**Data listing:**

mod cli;
mod commands;

use anyhow::Result;
use clap::{CommandFactory, Parser};
use cli::Commands;
use scribe_config::Config;
use scribe_engine::ProcessingController;
use scribe_storage::FileLicense;

#[tokio::main]
async fn main() -> Result<()> {
    let cli = cli::Cli::parse();

    // Initialize tracing; stdout is reserved for command output
    let default_level = if cli.verbose { "debug" } else { "info" };
    tracing_subscriber::fmt()
        .with_env_filter(
            tracing_subscriber::EnvFilter::try_from_default_env()
                .unwrap_or_else(|_| tracing_subscriber::EnvFilter::new(default_level)),
        )
        .with_writer(std::io::stderr)
        .init();

    let config = Config::load()?;

    // The license file is re-read on every invocation
    let license = FileLicense::open_default()?;
    let mut controller = ProcessingController::new(Box::new(license));

    match cli.command {
        Commands::Process { input } => commands::process::process(&controller, &config, input).await,
        Commands::Preview { input, max } => {
            commands::process::preview(&controller, &config, input, max).await
        }
        Commands::Analyze { input, json } => {
            commands::process::analyze(&controller, &config, input, json).await
        }
        Commands::Tokenizers { json } => commands::process::tokenizers(&controller, json),
        Commands::Compare { text, file, max } => {
            commands::process::compare(&controller, text, file, max).await
        }
        Commands::Costs {
            input,
            models,
            api_usage,
            preview,
            output,
            json,
        } => {
            let request = commands::costs::CostRequest {
                models,
                api_usage,
                preview,
                output,
                json,
            };
            commands::costs::handle(&controller, &config, input, request).await
        }
        Commands::Export {
            input,
            output,
            format,
            with_counts,
        } => {
            commands::process::export(&controller, &config, input, output, format, with_counts)
                .await
        }
        Commands::Session(cmd) => commands::session::handle(cmd, &controller, &config).await,
        Commands::License(cmd) => commands::license::handle(cmd, &mut controller),
        Commands::Config(cmd) => commands::config::handle(cmd, &config),
        Commands::Completions { shell } => {
            clap_complete::generate(shell, &mut cli::Cli::command(), "scribe", &mut std::io::stdout());
            Ok(())
        }
    }
}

**Directions:** Nothing is to be left out; every record above must be repeated exactly.

**Answer for this exercise:**
mod cli;
mod commands;

use anyhow::Result;
use clap::{CommandFactory, Parser};
use cli::Commands;
use scribe_config::Config;
use scribe_engine::ProcessingController;
use scribe_storage::FileLicense;

#[tokio::main]
async fn main() -> Result<()> {
    let cli = cli::Cli::parse();

    // Initialize tracing; stdout is reserved for command output
    let default_level = if cli.verbose { "debug" } else { "info" };
    tracing_subscriber::fmt()
        .with_env_filter(
            tracing_subscriber::EnvFilter::try_from_default_env()
                .unwrap_or_else(|_| tracing_subscriber::EnvFilter::new(default_level)),
        )
        .with_writer(std::io::stderr)
        .init();

    let config = Config::load()?;

    // The license file is re-read on every invocation
    let license = FileLicense::open_default()?;
    let mut controller = ProcessingController::new(Box::new(license));

    match cli.command {
        Commands::Process { input } => commands::process::process(&controller, &config, input).await,
        Commands::Preview { input, max } => {
            commands::process::preview(&controller, &config, input, max).await
        }
        Commands::Analyze { input, json } => {
            commands::process::analyze(&controller, &config, input, json).await
        }
        Commands::Tokenizers { json } => commands::process::tokenizers(&controller, json),
        Commands::Compare { text, file, max } => {
            commands::process::compare(&controller, text, file, max).await
        }
        Commands::Costs {
            input,
            models,
            api_usage,
            preview,
            output,
            json,
        } => {
            let request = commands::costs::CostRequest {
                models,
                api_usage,
                preview,
                output,
                json,
            };
            commands::costs::handle(&controller, &config, input, request).await
        }
        Commands::Export {
            input,
            output,
            format,
            with_counts,
        } => {
            commands::process::export(&controller, &config, input, output, format, with_counts)
                .await
        }
        Commands::Session(cmd) => commands::session::handle(cmd, &controller, &config).await,
        Commands::License(cmd) => commands::license::handle(cmd, &mut controller),
        Commands::Config(cmd) => commands::config::handle(cmd, &config),
        Commands::Completions { shell } => {
            clap_complete::generate(shell, &mut cli::Cli::command(), "scribe", &mut std::io::stdout());
            Ok(())
        }
    }
}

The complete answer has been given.